# Working data

········

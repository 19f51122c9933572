use crate::error::Result;
use crate::models::StationRecord;
use crate::processors::PipelineReport;
use serde::Serialize;
use std::fs::{self, File};
use std::io::BufWriter;
use std::path::Path;
use tracing::info;

#[derive(Serialize)]
struct RecordDocument<'a> {
    report: &'a PipelineReport,
    records: &'a [StationRecord],
}

/// Write normalized records and their pipeline report as pretty JSON
pub fn write_records(records: &[StationRecord], report: &PipelineReport, path: &Path) -> Result<()> {
    if let Some(parent) = path.parent().filter(|p| !p.as_os_str().is_empty()) {
        fs::create_dir_all(parent)?;
    }
    let writer = BufWriter::new(File::create(path)?);
    serde_json::to_writer_pretty(writer, &RecordDocument { report, records })?;

    info!(path = %path.display(), records = records.len(), "Wrote normalized records");
    Ok(())
}

#[cfg(test)]
mod tests {
    use super::*;
    use crate::models::{CoordinateEncoding, GeoPoint};
    use crate::processors::Source;
    use serde_json::Value;
    use tempfile::TempDir;

    #[test]
    fn test_write_records() -> Result<()> {
        let dir = TempDir::new()?;
        let path = dir.path().join("records.json");
        let records = vec![StationRecord::new(
            "Station A".to_string(),
            Some(GeoPoint::new(60.205667, 18.392667)),
            1200,
        )];
        let report = PipelineReport {
            source: Source::Template,
            rows_read: 2,
            rows_dropped: 1,
            encoding: CoordinateEncoding::DegreeMinute,
            unplaced_rows: 0,
            defaulted_radii: 1,
            records: 1,
        };

        write_records(&records, &report, &path)?;

        let json: Value = serde_json::from_str(&fs::read_to_string(&path)?)?;
        assert_eq!(json["report"]["encoding"], "DegreeMinute");
        assert_eq!(json["records"][0]["preferred_name"], "Station A");
        assert_eq!(json["records"][0]["lat_dd"], 60.205667);
        assert_eq!(json["records"][0]["radius"], 1200);
        Ok(())
    }
}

········

# Problem statement
Every entry above should be transcribed exactly as it appears.

# Solution below
repository 19f51122c9933572
use crate::error::Result;
use crate::models::StationRecord;
use crate::processors::PipelineReport;
use serde::Serialize;
use std::fs::{self, File};
use std::io::BufWriter;
use std::path::Path;
use tracing::info;

#[derive(Serialize)]
struct RecordDocument<'a> {
    report: &'a PipelineReport,
    records: &'a [StationRecord],
}

/// Write normalized records and their pipeline report as pretty JSON
pub fn write_records(records: &[StationRecord], report: &PipelineReport, path: &Path) -> Result<()> {
    if let Some(parent) = path.parent().filter(|p| !p.as_os_str().is_empty()) {
        fs::create_dir_all(parent)?;
    }
    let writer = BufWriter::new(File::create(path)?);
    serde_json::to_writer_pretty(writer, &RecordDocument { report, records })?;

    info!(path = %path.display(), records = records.len(), "Wrote normalized records");
    Ok(())
}

#[cfg(test)]
mod tests {
    use super::*;
    use crate::models::{CoordinateEncoding, GeoPoint};
    use crate::processors::Source;
    use serde_json::Value;
    use tempfile::TempDir;

    #[test]
    fn test_write_records() -> Result<()> {
        let dir = TempDir::new()?;
        let path = dir.path().join("records.json");
        let records = vec![StationRecord::new(
            "Station A".to_string(),
            Some(GeoPoint::new(60.205667, 18.392667)),
            1200,
        )];
        let report = PipelineReport {
            source: Source::Template,
            rows_read: 2,
            rows_dropped: 1,
            encoding: CoordinateEncoding::DegreeMinute,
            unplaced_rows: 0,
            defaulted_radii: 1,
            records: 1,
        };

        write_records(&records, &report, &path)?;

        let json: Value = serde_json::from_str(&fs::read_to_string(&path)?)?;
        assert_eq!(json["report"]["encoding"], "DegreeMinute");
        assert_eq!(json["records"][0]["preferred_name"], "Station A");
        assert_eq!(json["records"][0]["lat_dd"], 60.205667);
        assert_eq!(json["records"][0]["radius"], 1200);
        Ok(())
    }
}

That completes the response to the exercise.